Yesterday I was not impressed with New Orleans. I jumped to judgement. And this morning I was reminded of resurrection and second chances.
I left the hostel and drove through the French Quarter to watch a tanker truck spraying the streets with soapy, water leaving the street fragrant with clean. I saw a city worker pressure washing steps where spectators watched break dancers spin and wow the night before. I followed a street sweeper past the French market and cruised past Bourbon street to see industrious shop keepers, delivery drivers and workers restoring, restocking and renewing for another day. "Perhaps they know something of human hungers, brokenness and redemption," I thought.

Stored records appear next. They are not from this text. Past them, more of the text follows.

use std::fmt::Display;

use miette::{Diagnostic, LabeledSpan, SourceCode};
use thiserror::Error;

use crate::runtime::MEMORY_SIZE;
use crate::symbol::{DirKind, Opcode, Span};

/// Reasons the assembler rejects a program. Assembly stops at the first one.
#[derive(Debug, Error)]
pub enum AsmError {
    #[error("line {line_no}: unknown token `{lexeme}` in `{}`", .line.trim())]
    Lexical {
        line_no: usize,
        line: String,
        lexeme: String,
        span: Span,
    },
    #[error("syntax error on line {line_no}: {kind}: `{}`", .line.trim())]
    Syntax {
        line_no: usize,
        line: String,
        kind: SyntaxKind,
        span: Span,
    },
    #[error("program needs at least {len} words but memory only holds {} words", MEMORY_SIZE)]
    Capacity { len: usize },
}

#[derive(Clone, Debug, PartialEq, Eq, Error)]
pub enum SyntaxKind {
    #[error("expected `[Label,] Instruction [operand]` or `[Label,] DEC|HEX literal`")]
    UnexpectedPattern,
    #[error("{0} does not take an operand")]
    UnexpectedOperand(Opcode),
    #[error("{0} requires an operand")]
    MissingOperand(Opcode),
    #[error("undefined label `{0}`")]
    UnresolvedSymbol(String),
    #[error("literal `{0}` does not fit in a 16-bit signed word")]
    LiteralOutOfRange(String),
    #[error("`{text}` is not a valid {dir} literal")]
    MalformedLiteral { text: String, dir: DirKind },
    #[error("label `{label}` already defined at address {prev:03X}")]
    DuplicateLabel { label: String, prev: u16 },
    #[error("label `{0}` does not prefix a statement")]
    DanglingLabel(String),
}

impl AsmError {
    /// 1-based source line of the error, if it came from a line.
    pub fn line_no(&self) -> Option<usize> {
        match self {
            AsmError::Lexical { line_no, .. } | AsmError::Syntax { line_no, .. } => Some(*line_no),
            AsmError::Capacity { .. } => None,
        }
    }

    pub fn syntax_kind(&self) -> Option<&SyntaxKind> {
        match self {
            AsmError::Syntax { kind, .. } => Some(kind),
            _ => None,
        }
    }
}

impl Diagnostic for AsmError {
    fn code<'a>(&'a self) -> Option<Box<dyn Display + 'a>> {
        let code = match self {
            AsmError::Lexical { .. } => "lex::unknown",
            AsmError::Capacity { .. } => "asm::capacity",
            AsmError::Syntax { kind, .. } => match kind {
                SyntaxKind::UnexpectedPattern => "parse::unexpected_token",
                SyntaxKind::UnexpectedOperand(_) | SyntaxKind::MissingOperand(_) => {
                    "parse::operand"
                }
                SyntaxKind::UnresolvedSymbol(_) => "parse::unresolved_symbol",
                SyntaxKind::LiteralOutOfRange(_) | SyntaxKind::MalformedLiteral { .. } => {
                    "parse::bad_lit"
                }
                SyntaxKind::DuplicateLabel { .. } => "parse::duplicate_label",
                SyntaxKind::DanglingLabel(_) => "parse::dangling_label",
            },
        };
        Some(Box::new(code))
    }

    fn help<'a>(&'a self) -> Option<Box<dyn Display + 'a>> {
        let help = match self {
            AsmError::Lexical { .. } => {
                "labels are letters followed by letters or digits; numbers are plain hex or decimal digits"
            }
            AsmError::Capacity { .. } => "split the program or shrink its data section",
            AsmError::Syntax { kind, .. } => match kind {
                SyntaxKind::UnexpectedPattern => {
                    "each line holds at most one label, one instruction or directive, and one operand"
                }
                SyntaxKind::UnexpectedOperand(_) => "remove the operand",
                SyntaxKind::MissingOperand(_) => "give the instruction a label or a hex address",
                SyntaxKind::UnresolvedSymbol(_) => "define the label with `Name, ...` somewhere in the file",
                SyntaxKind::LiteralOutOfRange(_) => "ranges from -32,768 to 32,767 are allowed",
                SyntaxKind::MalformedLiteral { .. } => "DEC takes decimal digits, HEX takes hex digits",
                SyntaxKind::DuplicateLabel { .. } => "prefix labels are only allowed once per file",
                SyntaxKind::DanglingLabel(_) => "put an instruction or directive after the comma",
            },
        };
        Some(Box::new(help))
    }

    fn source_code(&self) -> Option<&dyn SourceCode> {
        match self {
            AsmError::Lexical { line, .. } | AsmError::Syntax { line, .. } => Some(line),
            AsmError::Capacity { .. } => None,
        }
    }

    fn labels(&self) -> Option<Box<dyn Iterator<Item = LabeledSpan> + '_>> {
        let label = match self {
            AsmError::Lexical { span, .. } => LabeledSpan::at(*span, "unknown token"),
            AsmError::Syntax { span, kind, .. } => {
                let text = match kind {
                    SyntaxKind::UnresolvedSymbol(_) => "undefined label",
                    SyntaxKind::LiteralOutOfRange(_) => "out-of-range literal",
                    SyntaxKind::MalformedLiteral { .. } => "incorrect literal",
                    SyntaxKind::DuplicateLabel { .. } => "duplicate label",
                    SyntaxKind::DanglingLabel(_) => "label without statement",
                    _ => "unexpected token",
                };
                LabeledSpan::at(*span, text)
            }
            AsmError::Capacity { .. } => return None,
        };
        Some(Box::new(std::iter::once(label)))
    }
}
// Loosely modelled on `rustc_lexer`'s cursor, cut down to a single source line.

/// Peekable iterator over the chars of one line.
pub struct Cursor<'a> {
    /// Byte offset of the next char
    curr_pt: usize,
    /// Byte offset where the token being built started
    tok_start: usize,
    line: &'a str,
}

impl<'a> Cursor<'a> {
    pub fn new(line: &'a str) -> Cursor<'a> {
        Cursor {
            curr_pt: 0,
            tok_start: 0,
            line,
        }
    }

    /// Peek at the next char without consuming it
    pub fn first(&self) -> Option<char> {
        self.line[self.curr_pt..].chars().next()
    }

    /// Consume one char
    pub fn bump(&mut self) -> Option<char> {
        let c = self.first()?;
        self.curr_pt += c.len_utf8();
        Some(c)
    }

    pub fn take_while(&mut self, mut predicate: impl FnMut(char) -> bool) {
        while let Some(c) = self.first() {
            if !predicate(c) {
                break;
            }
            self.bump();
        }
    }

    /// Mark the current position as the start of the next token
    pub fn reset_pos(&mut self) {
        self.tok_start = self.curr_pt;
    }

    pub fn tok_start(&self) -> usize {
        self.tok_start
    }

    /// Text consumed since the last [`Cursor::reset_pos`]
    pub fn tok_text(&self) -> &'a str {
        &self.line[self.tok_start..self.curr_pt]
    }
}

#[cfg(test)]
mod tests {
    use super::Cursor;

    #[test]
    fn take_while_stops_at_predicate() {
        let mut cur = Cursor::new("abc def");
        cur.take_while(|c| c != ' ');
        assert_eq!(cur.tok_text(), "abc");
        cur.bump();
        cur.reset_pos();
        assert_eq!(cur.tok_start(), 4);
        cur.take_while(|_| true);
        assert_eq!(cur.tok_text(), "def");
        assert_eq!(cur.bump(), None);
    }
}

Then I drove to the 9th ward where Hurricane Katrina devastated lives and property in 2005, only to find partial restoration, limping architecture, and scared landscape that rivaled developing nations. Why is it that the poor are forgotten so easily? Why is the 9th Ward not clean and the economics of Bourbon street bring 24 hour renewal?

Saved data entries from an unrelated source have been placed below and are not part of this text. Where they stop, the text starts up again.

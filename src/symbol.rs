use std::{fmt, str::FromStr};

use fxhash::FxBuildHasher;
use indexmap::IndexMap;
use miette::SourceSpan;

// Symbol table of symbol -> memory address
type FxMap<K, V> = IndexMap<K, V, FxBuildHasher>;

/// Label bindings produced by the first assembler pass. Keeps definition order.
#[derive(Clone, Default, Debug)]
pub struct SymbolTable {
    table: FxMap<String, u16>,
}

impl SymbolTable {
    pub fn new() -> Self {
        SymbolTable {
            table: IndexMap::with_hasher(FxBuildHasher::default()),
        }
    }

    /// Bind `label` to `addr`. Returns the existing address if the label was already bound.
    pub fn insert(&mut self, label: &str, addr: u16) -> Result<(), u16> {
        match self.table.get(label) {
            Some(&prev) => Err(prev),
            None => {
                self.table.insert(label.to_string(), addr);
                Ok(())
            }
        }
    }

    pub fn get(&self, label: &str) -> Option<u16> {
        self.table.get(label).copied()
    }

    pub fn len(&self) -> usize {
        self.table.len()
    }

    pub fn is_empty(&self) -> bool {
        self.table.is_empty()
    }

    /// Labels in definition order
    pub fn iter(&self) -> impl Iterator<Item = (&str, u16)> {
        self.table.iter().map(|(label, addr)| (label.as_str(), *addr))
    }
}

/// Location within a single source line
#[derive(Clone, Copy, PartialEq, Eq, Debug)]
pub struct Span {
    offs: usize,
    len: usize,
}

impl Span {
    pub fn new(offs: usize, len: usize) -> Self {
        Span { offs, len }
    }

    pub fn offs(&self) -> usize {
        self.offs
    }

    pub fn len(&self) -> usize {
        self.len
    }

    pub fn end(&self) -> usize {
        self.offs + self.len
    }

    /// Smallest span covering both `self` and `other`
    pub fn join(&self, other: Span) -> Span {
        let offs = self.offs.min(other.offs);
        let end = self.end().max(other.end());
        Span::new(offs, end - offs)
    }
}

impl From<Span> for SourceSpan {
    fn from(value: Span) -> Self {
        SourceSpan::new(value.offs().into(), value.len())
    }
}

/// The sixteen MARIE operations. Discriminants are the 4-bit opcodes.
#[derive(Clone, Copy, PartialEq, Eq, PartialOrd, Ord, Hash, Debug)]
pub enum Opcode {
    JnS = 0x0,
    Load = 0x1,
    Store = 0x2,
    Add = 0x3,
    Subt = 0x4,
    Input = 0x5,
    Output = 0x6,
    Halt = 0x7,
    Skipcond = 0x8,
    Jump = 0x9,
    Clear = 0xA,
    AddI = 0xB,
    JumpI = 0xC,
    LoadI = 0xD,
    StoreI = 0xE,
    /// Print registers and a slice of memory.
    Dump = 0xF,
}

impl Opcode {
    pub const ALL: [Opcode; 16] = [
        Opcode::JnS,
        Opcode::Load,
        Opcode::Store,
        Opcode::Add,
        Opcode::Subt,
        Opcode::Input,
        Opcode::Output,
        Opcode::Halt,
        Opcode::Skipcond,
        Opcode::Jump,
        Opcode::Clear,
        Opcode::AddI,
        Opcode::JumpI,
        Opcode::LoadI,
        Opcode::StoreI,
        Opcode::Dump,
    ];

    /// Opcode field of an instruction word. All sixteen 4-bit values are defined.
    pub fn decode(word: u16) -> Opcode {
        Opcode::ALL[usize::from(word >> 12)]
    }

    pub fn mnemonic(self) -> &'static str {
        match self {
            Opcode::JnS => "JnS",
            Opcode::Load => "Load",
            Opcode::Store => "Store",
            Opcode::Add => "Add",
            Opcode::Subt => "Subt",
            Opcode::Input => "Input",
            Opcode::Output => "Output",
            Opcode::Halt => "Halt",
            Opcode::Skipcond => "Skipcond",
            Opcode::Jump => "Jump",
            Opcode::Clear => "Clear",
            Opcode::AddI => "AddI",
            Opcode::JumpI => "JumpI",
            Opcode::LoadI => "LoadI",
            Opcode::StoreI => "StoreI",
            Opcode::Dump => "Dump",
        }
    }

    /// Instructions that are written without an operand.
    pub fn allows_bare(self) -> bool {
        matches!(
            self,
            Opcode::Input | Opcode::Output | Opcode::Halt | Opcode::Clear | Opcode::Skipcond
        )
    }

    /// Instructions that accept an address or immediate operand.
    pub fn allows_operand(self) -> bool {
        matches!(
            self,
            Opcode::JnS
                | Opcode::Load
                | Opcode::Store
                | Opcode::Add
                | Opcode::Subt
                | Opcode::Skipcond
                | Opcode::Jump
                | Opcode::AddI
                | Opcode::JumpI
                | Opcode::LoadI
                | Opcode::StoreI
                | Opcode::Dump
        )
    }
}

impl TryFrom<u16> for Opcode {
    type Error = u16;

    fn try_from(value: u16) -> Result<Self, Self::Error> {
        Opcode::ALL.get(value as usize).copied().ok_or(value)
    }
}

impl FromStr for Opcode {
    type Err = ();

    // Mnemonics are case-sensitive
    fn from_str(s: &str) -> Result<Self, Self::Err> {
        Opcode::ALL
            .into_iter()
            .find(|op| op.mnemonic() == s)
            .ok_or(())
    }
}

impl fmt::Display for Opcode {
    fn fmt(&self, f: &mut fmt::Formatter<'_>) -> fmt::Result {
        f.write_str(self.mnemonic())
    }
}

/// Data directives. Each reserves one word holding a literal.
#[derive(Clone, Copy, PartialEq, Eq, Debug)]
pub enum DirKind {
    Dec,
    Hex,
}

impl DirKind {
    pub fn radix(self) -> u32 {
        match self {
            DirKind::Dec => 10,
            DirKind::Hex => 16,
        }
    }
}

impl FromStr for DirKind {
    type Err = ();

    fn from_str(s: &str) -> Result<Self, Self::Err> {
        match s {
            "DEC" => Ok(DirKind::Dec),
            "HEX" => Ok(DirKind::Hex),
            _ => Err(()),
        }
    }
}

impl fmt::Display for DirKind {
    fn fmt(&self, f: &mut fmt::Formatter<'_>) -> fmt::Result {
        match self {
            DirKind::Dec => f.write_str("DEC"),
            DirKind::Hex => f.write_str("HEX"),
        }
    }
}

#[cfg(test)]
mod tests {
    use super::*;

    #[test]
    fn opcode_numbering() {
        for (i, op) in Opcode::ALL.iter().enumerate() {
            assert_eq!(*op as usize, i);
            assert_eq!(Opcode::try_from(i as u16), Ok(*op));
        }
        assert_eq!(Opcode::try_from(0x10), Err(0x10));
    }

    #[test]
    fn decode_instruction_words() {
        assert_eq!(Opcode::decode(0x0000), Opcode::JnS);
        assert_eq!(Opcode::decode(0x7000), Opcode::Halt);
        assert_eq!(Opcode::decode(0x8C00), Opcode::Skipcond);
        assert_eq!(Opcode::decode(0xFFFF), Opcode::Dump);
        for word in (0..=u16::MAX).step_by(0x0FFF) {
            assert_eq!(Opcode::decode(word) as u16, word >> 12);
        }
    }

    #[test]
    fn mnemonics_are_case_sensitive() {
        assert_eq!("Load".parse::<Opcode>(), Ok(Opcode::Load));
        assert_eq!("JnS".parse::<Opcode>(), Ok(Opcode::JnS));
        assert!("load".parse::<Opcode>().is_err());
        assert!("LOAD".parse::<Opcode>().is_err());
        assert!("dec".parse::<DirKind>().is_err());
    }

    #[test]
    fn duplicate_symbol() {
        let mut table = SymbolTable::new();
        assert!(table.insert("X", 3).is_ok());
        assert_eq!(table.insert("X", 7), Err(3));
        assert_eq!(table.get("X"), Some(3));
        assert_eq!(table.get("Y"), None);
    }

    #[test]
    fn symbols_keep_definition_order() {
        let mut table = SymbolTable::new();
        table.insert("Zed", 0).unwrap();
        table.insert("Alpha", 1).unwrap();
        let labels: Vec<_> = table.iter().collect();
        assert_eq!(labels, vec![("Zed", 0), ("Alpha", 1)]);
    }
}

I ended my morning tour at the end of Canal St. in the picturesque and historic cemeteries of the city. Then it hit me. Never forget second chances. I'm as broken and needy and unpredictable as the next human being. My eyes see another's brokenness and so easily miss my own. (Or see the speck in my friends eye and miss the log in my own.) The things that are unattractive to me may be another's treasure. My brokenness always looks better to me than my neighbor's brokenness.
The morning reminded me once again to Live Love with second chances, redemption, newness, and plain-old kindness. Where do you need to offer a second chance?